Tenez-vous à la largeur des hanches, tenez un haltère dans chaque main devant vous, les paumes face à face. Avec les épaules vers le bas et le dos, le dos plat et le noyau serré, pivotez au niveau des hanches en envoyant vos fesses vers l’arrière. Les bras doivent être tendus devant vous. C’est votre position de départ. Tirez les poids vers l’arrière et gardez vos coudes près de vos côtés pour effectuer la rangée. Assurez-vous que les épaules restent éloignées des oreilles et que le tronc est serré. Lorsque les poids atteignent votre poitrine, redressez vos bras pour revenir à la position de départ. Répéter. Faites 6 à 10 répétitions.

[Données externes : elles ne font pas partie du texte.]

use sheetcharts::app;
use sheetcharts::config::AppConfig;

/// Main entry point for the web application
///
/// Loads an optional `.env`, installs logging (default filter `info`, see
/// `RUST_LOG`), reads the configuration from the environment and serves the
/// HTTP API until the process is stopped.
#[tokio::main]
async fn main() -> Result<(), Box<dyn std::error::Error>> {
    dotenvy::dotenv().ok();
    env_logger::Builder::from_env(env_logger::Env::default().default_filter_or("info")).init();

    let config = AppConfig::from_env()?;
    log::info!(
        "data directory {}, upload limit {} bytes",
        config.data_dir.display(),
        config.max_upload_bytes
    );

    app::run(config).await
}
use sheetcharts::analysis;
use sheetcharts::loader::{LoaderOptions, load_workbook};
use sheetcharts::series::{self, ChartRequest, ChartType};
use sheetcharts::spreadsheet;
use serde_json::json;
use std::env;
use std::time::Instant;

fn usage(program: &str) {
    eprintln!("Usage: {} <file.xlsx|file.xls> [<x column> <y column> <chart type> [sheet]]", program);
    eprintln!(
        "Chart types: {}",
        ChartType::ALL.iter().map(|t| t.as_str()).collect::<Vec<_>>().join(", ")
    );
}

fn main() -> Result<(), Box<dyn std::error::Error>> {
    let start = Instant::now();
    let args: Vec<String> = env::args().collect();

    if args.len() != 2 && args.len() != 5 && args.len() != 6 {
        usage(&args[0]);
        return Ok(());
    }

    let workbook = load_workbook(&args[1], &LoaderOptions::default())?;

    let output = if args.len() == 2 {
        // Overview: sheets, the column catalog and the preview.
        let sheets: Vec<_> = workbook
            .sheets
            .iter()
            .map(|s| json!({ "name": s.name, "columns": s.columns(), "rows": s.data_rows.len() }))
            .collect();
        json!({
            "sheets": sheets,
            "columns": spreadsheet::column_catalog(&workbook.sheets),
            "preview": spreadsheet::preview(&workbook.sheets),
        })
    } else {
        let chart_type: ChartType = match args[4].parse() {
            Ok(t) => t,
            Err(e) => {
                eprintln!("{}", e);
                usage(&args[0]);
                return Ok(());
            }
        };

        let sheet = match args.get(5) {
            Some(name) => workbook
                .sheet(name)
                .ok_or_else(|| format!("No sheet named {:?}", name))?,
            None => workbook.sheets.first().ok_or("Workbook has no sheets")?,
        };

        let rows = spreadsheet::normalize_sheet(sheet).row_objects;
        let request = ChartRequest::new(args[2].as_str(), args[3].as_str(), chart_type);
        let series = series::build_series(&rows, &request);
        let report = analysis::analyze(&series, &request);
        json!({ "series": series, "analysis": report })
    };

    println!("{}", serde_json::to_string_pretty(&output)?);
    eprintln!("[{:.3}s]", start.elapsed().as_secs_f64());
    Ok(())
}
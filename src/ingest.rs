//! Upload pre-check and file record construction.

use crate::error::PrecheckError;
use crate::loader::{self, LoaderOptions, SpreadsheetFormat};
use crate::spreadsheet;
use crate::store::FileRecord;
use chrono::Utc;
use log::{info, warn};
use std::path::Path;

/// Metadata of an incoming upload.
#[derive(Debug, Clone)]
pub struct Upload<'a> {
    pub file_name: &'a str,
    pub content_type: Option<&'a str>,
    pub size: u64,
}

/// Decides whether an upload may be parsed and in which format.
///
/// The declared MIME type decides when it names a spreadsheet. Generic or
/// missing types (`application/octet-stream`) fall back to the extension.
/// Anything else is rejected before a single byte is parsed.
pub fn precheck(upload: &Upload<'_>, max_bytes: u64) -> Result<SpreadsheetFormat, PrecheckError> {
    if upload.size > max_bytes {
        return Err(PrecheckError::FileTooLarge {
            size: upload.size,
            limit: max_bytes,
        });
    }

    let mime = upload.content_type.unwrap_or("").trim();
    if let Some(format) = SpreadsheetFormat::from_mime(mime) {
        return Ok(format);
    }

    let generic = mime.is_empty() || mime.starts_with("application/octet-stream");
    let by_extension = Path::new(upload.file_name)
        .extension()
        .and_then(|ext| ext.to_str())
        .and_then(SpreadsheetFormat::from_extension);

    match by_extension {
        Some(format) if generic => Ok(format),
        _ => Err(PrecheckError::InvalidFileType(if mime.is_empty() {
            upload.file_name.to_string()
        } else {
            mime.to_string()
        })),
    }
}

/// Parses `bytes` and builds the file record to persist.
///
/// An unreadable workbook does not fail the call: the record comes back with
/// `processed == false`, no sheet data and the reason in `processing_error`.
pub fn build_file_record(
    id: String,
    owner_id: &str,
    original_name: &str,
    storage_path: String,
    bytes: &[u8],
    format: SpreadsheetFormat,
    options: &LoaderOptions,
) -> FileRecord {
    let mut record = FileRecord {
        id,
        owner_id: owner_id.to_string(),
        original_name: original_name.to_string(),
        size_bytes: bytes.len() as u64,
        storage_path,
        sheets: Vec::new(),
        columns: Vec::new(),
        total_row_count: 0,
        processed: false,
        processing_error: None,
        uploaded_at: Utc::now(),
    };

    match loader::read_workbook(bytes, format, options) {
        Ok(workbook) => {
            record.columns = spreadsheet::column_catalog(&workbook.sheets);
            record.total_row_count = workbook.total_row_count();
            record.sheets = workbook.sheets;
            record.processed = true;
            info!(
                "parsed {:?} for {}: {} sheets, {} rows",
                original_name,
                owner_id,
                record.sheets.len(),
                record.total_row_count
            );
        }
        Err(e) => {
            warn!("could not parse {:?} for {}: {}", original_name, owner_id, e);
            record.processing_error = Some(e.to_string());
        }
    }

    record
}

#[cfg(test)]
mod tests {
    use super::*;

    fn upload<'a>(name: &'a str, mime: Option<&'a str>, size: u64) -> Upload<'a> {
        Upload {
            file_name: name,
            content_type: mime,
            size,
        }
    }

    #[test]
    fn accepts_spreadsheet_mime_types() {
        let xlsx = upload("a.xlsx", Some(SpreadsheetFormat::XLSX_MIME), 10);
        assert_eq!(precheck(&xlsx, 100), Ok(SpreadsheetFormat::Xlsx));

        let xls = upload("a.xls", Some("application/vnd.ms-excel"), 10);
        assert_eq!(precheck(&xls, 100), Ok(SpreadsheetFormat::Xls));
    }

    #[test]
    fn generic_mime_falls_back_to_extension() {
        let u = upload("report.XLSX", Some("application/octet-stream"), 10);
        assert_eq!(precheck(&u, 100), Ok(SpreadsheetFormat::Xlsx));

        let u = upload("report.xls", None, 10);
        assert_eq!(precheck(&u, 100), Ok(SpreadsheetFormat::Xls));
    }

    #[test]
    fn rejects_other_types_and_oversized_files() {
        let text = upload("notes.xlsx", Some("text/plain"), 10);
        assert_eq!(
            precheck(&text, 100),
            Err(PrecheckError::InvalidFileType("text/plain".to_string()))
        );

        let big = upload("big.xlsx", Some(SpreadsheetFormat::XLSX_MIME), 101);
        assert_eq!(
            precheck(&big, 100),
            Err(PrecheckError::FileTooLarge { size: 101, limit: 100 })
        );
    }

    #[test]
    fn unreadable_bytes_give_an_unprocessed_record() {
        let record = build_file_record(
            "f1".to_string(),
            "alice",
            "fake.xlsx",
            "uploads/alice/f1.xlsx".to_string(),
            b"just some text, not a workbook",
            SpreadsheetFormat::Xlsx,
            &LoaderOptions::default(),
        );

        assert!(!record.processed);
        assert!(record.processing_error.as_deref().is_some_and(|e| !e.is_empty()));
        assert!(record.sheets.is_empty());
        assert!(record.columns.is_empty());
        assert_eq!(record.size_bytes, 30);
    }
}
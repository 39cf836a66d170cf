use rust_xlsxwriter::Workbook as XlsxWorkbook;
use sheetcharts::CellValue;
use sheetcharts::loader::{LoaderOptions, SpreadsheetFormat, read_workbook};
use sheetcharts::spreadsheet::{column_catalog, normalize_sheet, preview};

fn sales_workbook() -> Vec<u8> {
    let mut workbook = XlsxWorkbook::new();

    let sales = workbook.add_worksheet();
    sales.set_name("Sales").unwrap();
    sales.write_string(0, 0, "Region").unwrap();
    sales.write_string(0, 1, "Sales").unwrap();
    sales.write_string(0, 2, "Target").unwrap();
    let rows = [("East", 10.0), ("West", 20.0), ("East", 5.0)];
    for (i, (region, amount)) in rows.iter().enumerate() {
        let r = (i + 1) as u32;
        sales.write_string(r, 0, *region).unwrap();
        sales.write_number(r, 1, *amount).unwrap();
    }
    sales.write_boolean(1, 2, true).unwrap();

    let costs = workbook.add_worksheet();
    costs.set_name("Costs").unwrap();
    costs.write_string(0, 0, "Region").unwrap();
    costs.write_string(0, 1, "Cost").unwrap();
    costs.write_string(1, 0, "North").unwrap();
    costs.write_number(1, 1, 7.5).unwrap();

    workbook.save_to_buffer().unwrap()
}

#[test]
fn reads_every_sheet_in_order() {
    let bytes = sales_workbook();
    let workbook = read_workbook(&bytes, SpreadsheetFormat::Xlsx, &LoaderOptions::default()).unwrap();

    assert_eq!(workbook.sheet_names(), vec!["Sales", "Costs"]);
    assert_eq!(workbook.total_row_count(), 4);

    let sales = workbook.sheet("Sales").unwrap();
    assert_eq!(sales.header_row, vec!["Region", "Sales", "Target"]);
    assert_eq!(sales.data_rows[0][0], CellValue::text("East"));
    assert_eq!(sales.data_rows[0][1], CellValue::Number(10.0));
    assert_eq!(sales.data_rows[0][2], CellValue::Bool(true));
}

#[test]
fn short_rows_keep_their_length() {
    let bytes = sales_workbook();
    let workbook = read_workbook(&bytes, SpreadsheetFormat::Xlsx, &LoaderOptions::default()).unwrap();
    let sales = workbook.sheet("Sales").unwrap();

    // Only the first data row fills the Target column.
    assert_eq!(sales.data_rows[1].len(), 2);

    let table = normalize_sheet(sales);
    assert_eq!(table.row_count, 3);
    assert_eq!(table.row_objects[1].get("Target"), Some(&CellValue::text("")));
}

#[test]
fn catalog_and_preview_span_the_workbook() {
    let bytes = sales_workbook();
    let workbook = read_workbook(&bytes, SpreadsheetFormat::Xlsx, &LoaderOptions::default()).unwrap();

    assert_eq!(
        column_catalog(&workbook.sheets),
        vec!["Region", "Sales", "Target", "Cost"]
    );

    let rows = preview(&workbook.sheets);
    assert_eq!(rows.len(), 3);
    assert_eq!(rows[2].get("Sales"), Some(&CellValue::Number(5.0)));
}

#[test]
fn row_ceiling_truncates_long_sheets() {
    let mut workbook = XlsxWorkbook::new();
    let sheet = workbook.add_worksheet();
    sheet.write_string(0, 0, "n").unwrap();
    for r in 1..=50u32 {
        sheet.write_number(r, 0, r as f64).unwrap();
    }
    let bytes = workbook.save_to_buffer().unwrap();

    let options = LoaderOptions {
        max_rows_per_sheet: 11,
    };
    let parsed = read_workbook(&bytes, SpreadsheetFormat::Xlsx, &options).unwrap();
    assert_eq!(parsed.sheets[0].data_rows.len(), 10);
}

#[test]
fn text_bytes_are_unreadable() {
    let result = read_workbook(
        b"Region,Sales\nEast,10\n",
        SpreadsheetFormat::Xlsx,
        &LoaderOptions::default(),
    );
    let err = result.unwrap_err();
    assert!(!err.to_string().is_empty());

    let result = read_workbook(b"not a workbook", SpreadsheetFormat::Xls, &LoaderOptions::default());
    assert!(result.is_err());
}

#[test]
fn xlsx_bytes_do_not_read_as_xls() {
    let bytes = sales_workbook();
    assert!(read_workbook(&bytes, SpreadsheetFormat::Xls, &LoaderOptions::default()).is_err());
}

Soulevé de terre sumo à traction élevée

Tenez-vous debout, les pieds légèrement plus larges que la largeur des épaules, les orteils légèrement tournés vers l’extérieur, et tenez un haltère dans chaque main devant vous ou un kettlebell avec les deux mains, les paumes face à vous. Avec les épaules vers le bas et le dos, le dos plat et le noyau serré, pivotez au niveau des hanches en envoyant vos fesses vers l’arrière. Abaissez votre torse et vos poids vers le sol, en ne pliant que légèrement les genoux. Arrêtez-vous lorsque vous sentez une traction dans vos ischio-jambiers ou lorsque vous êtes à peu près parallèle au sol. Ensuite, passez par les pieds pour vous relever. Lorsque vous vous levez, tirez légèrement vos coudes vers le haut et vers l’arrière, les haltères ou le kettlebell atteignent votre poitrine. Réduisez les poids et répétez. Faites 6 à 10 répétitions.


attrape un haltère

Tenez-vous debout, les pieds légèrement plus larges que la largeur des hanches, tenez l’haltère dans votre main gauche devant vous, la paume face à vous. Avec les épaules vers le bas et le dos, le dos plat et le noyau serré, pivotez au niveau des hanches en envoyant vos fesses vers l’arrière. Abaissez le haut du corps et les haltères au sol, pliez légèrement les genoux. Ensuite, conduisez à travers les pieds pour vous relever, en tirant le coude vers le haut et l’épaule vers le haut et vers l’arrière, le poids vient sur l’épaule, puis faites pivoter le coude et appuyez sur l’haltère droit au-dessus de votre tête. (Cela doit être fait en un seul mouvement fluide, la puissance provenant du bas de votre corps.) Abaissez le poids devant vous. Répéter. Faites 5 à 10 répétitions. Puis changez de côté.